100 parts by weight of a nitrile group-containing copolymer rubber (A) having an iodine value of 120 or less, 1 to 20 parts by weight of an organic peroxide (B), and 0.1 to 20 parts by weight of a compound having two or more vinyl groups (C) A cross-linkable rubber composition containing 100 parts by weight of the copolymer rubber (A) and 1 to 20 parts by weight of the organic peroxide (B) as measured by a vibration vulcanization test. The crosslinkable rubber composition is less than 1 with respect to the maximum torque of the composition with the composition.
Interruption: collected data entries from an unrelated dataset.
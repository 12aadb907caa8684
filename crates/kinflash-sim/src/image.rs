//! On-disk flash images
//!
//! Program flash is stored as a raw binary the size of the flash array.
//! Once-records go into a sidecar file next to it (`<image>.once`), one
//! record after another.

use std::ffi::OsString;
use std::fs;
use std::io::ErrorKind;
use std::path::{Path, PathBuf};

use crate::config::SimConfig;
use crate::controller::SimController;
use crate::error::{Result, SimError};

/// Path of the once-record sidecar for `image`
pub fn once_path(image: &Path) -> PathBuf {
    let mut path = OsString::from(image.as_os_str());
    path.push(".once");
    PathBuf::from(path)
}

/// Load a controller from `path`
///
/// A missing image gives a blank controller; a missing sidecar leaves the
/// once-records blank.
pub fn load(path: &Path, config: SimConfig) -> Result<SimController> {
    let expected = config.geometry.flash_size as usize;
    let mut sim = match fs::read(path) {
        Ok(data) => {
            if data.len() != expected {
                return Err(SimError::SizeMismatch {
                    path: path.to_path_buf(),
                    expected,
                    actual: data.len(),
                });
            }
            log::debug!("Loaded {} bytes from {}", data.len(), path.display());
            SimController::with_data(config, &data)
        }
        Err(e) if e.kind() == ErrorKind::NotFound => {
            log::info!("{} does not exist, starting from blank flash", path.display());
            SimController::new(config)
        }
        Err(source) => {
            return Err(SimError::ReadFailed {
                path: path.to_path_buf(),
                source,
            })
        }
    };

    let sidecar = once_path(path);
    match fs::read(&sidecar) {
        Ok(records) => {
            let size = sim.config().geometry.once_record_size;
            for (index, record) in records.chunks_exact(size).enumerate() {
                let Ok(index) = u8::try_from(index) else {
                    break;
                };
                sim.set_once_record(index, record);
            }
        }
        Err(e) if e.kind() == ErrorKind::NotFound => {}
        Err(source) => {
            return Err(SimError::ReadFailed {
                path: sidecar,
                source,
            })
        }
    }

    Ok(sim)
}

/// Write the controller state back to `path` and its sidecar
pub fn save(sim: &SimController, path: &Path) -> Result<()> {
    fs::write(path, sim.data()).map_err(|source| SimError::WriteFailed {
        path: path.to_path_buf(),
        source,
    })?;

    let mut records = Vec::new();
    for index in 0..sim.config().geometry.once_record_count {
        if let Some(record) = sim.once_record(index) {
            records.extend_from_slice(record);
        }
    }

    let sidecar = once_path(path);
    fs::write(&sidecar, records).map_err(|source| SimError::WriteFailed {
        path: sidecar,
        source,
    })?;

    log::debug!("Saved flash image to {}", path.display());
    Ok(())
}

#[cfg(test)]
mod tests {
    use super::*;

    fn temp_image(name: &str) -> PathBuf {
        std::env::temp_dir().join(format!("kinflash-{}-{}.bin", name, std::process::id()))
    }

    #[test]
    fn test_round_trip() {
        let path = temp_image("roundtrip");
        let mut sim = SimController::new(SimConfig::default());
        sim.data_mut()[0x1000..0x1004].copy_from_slice(&[1, 2, 3, 4]);
        sim.set_once_record(0, &[2, 0, 1, 0x5A]);
        save(&sim, &path).unwrap();

        let loaded = load(&path, SimConfig::default()).unwrap();
        assert_eq!(loaded.data(), sim.data());
        assert_eq!(loaded.once_record(0), Some(&[2, 0, 1, 0x5A][..]));
        assert!(loaded.once_programmed(0));
        assert!(!loaded.once_programmed(1));

        fs::remove_file(&path).ok();
        fs::remove_file(once_path(&path)).ok();
    }

    #[test]
    fn test_missing_image_is_blank() {
        let path = temp_image("missing");
        let sim = load(&path, SimConfig::default()).unwrap();
        assert!(sim.data().iter().all(|&b| b == 0xFF));
    }

    #[test]
    fn test_size_mismatch() {
        let path = temp_image("short");
        fs::write(&path, [0u8; 16]).unwrap();
        let err = load(&path, SimConfig::default()).err().unwrap();
        assert!(matches!(err, SimError::SizeMismatch { actual: 16, .. }));
        fs::remove_file(&path).ok();
    }

    #[test]
    fn test_once_path() {
        assert_eq!(
            once_path(Path::new("/tmp/flash.bin")),
            PathBuf::from("/tmp/flash.bin.once")
        );
    }
}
The crosslinkable rubber composition according to claim 1, wherein the compound (C) having two or more vinyl groups is a diallyl ester of dicarboxylic acid. The crosslinkable rubber composition according to claim 1, which does not contain a compound having an epoxy group and a triazine thiol compound. A molded article obtained by crosslinking the crosslinkable rubber composition according to claim 1. The molded article according to claim 4, which is a sealing material.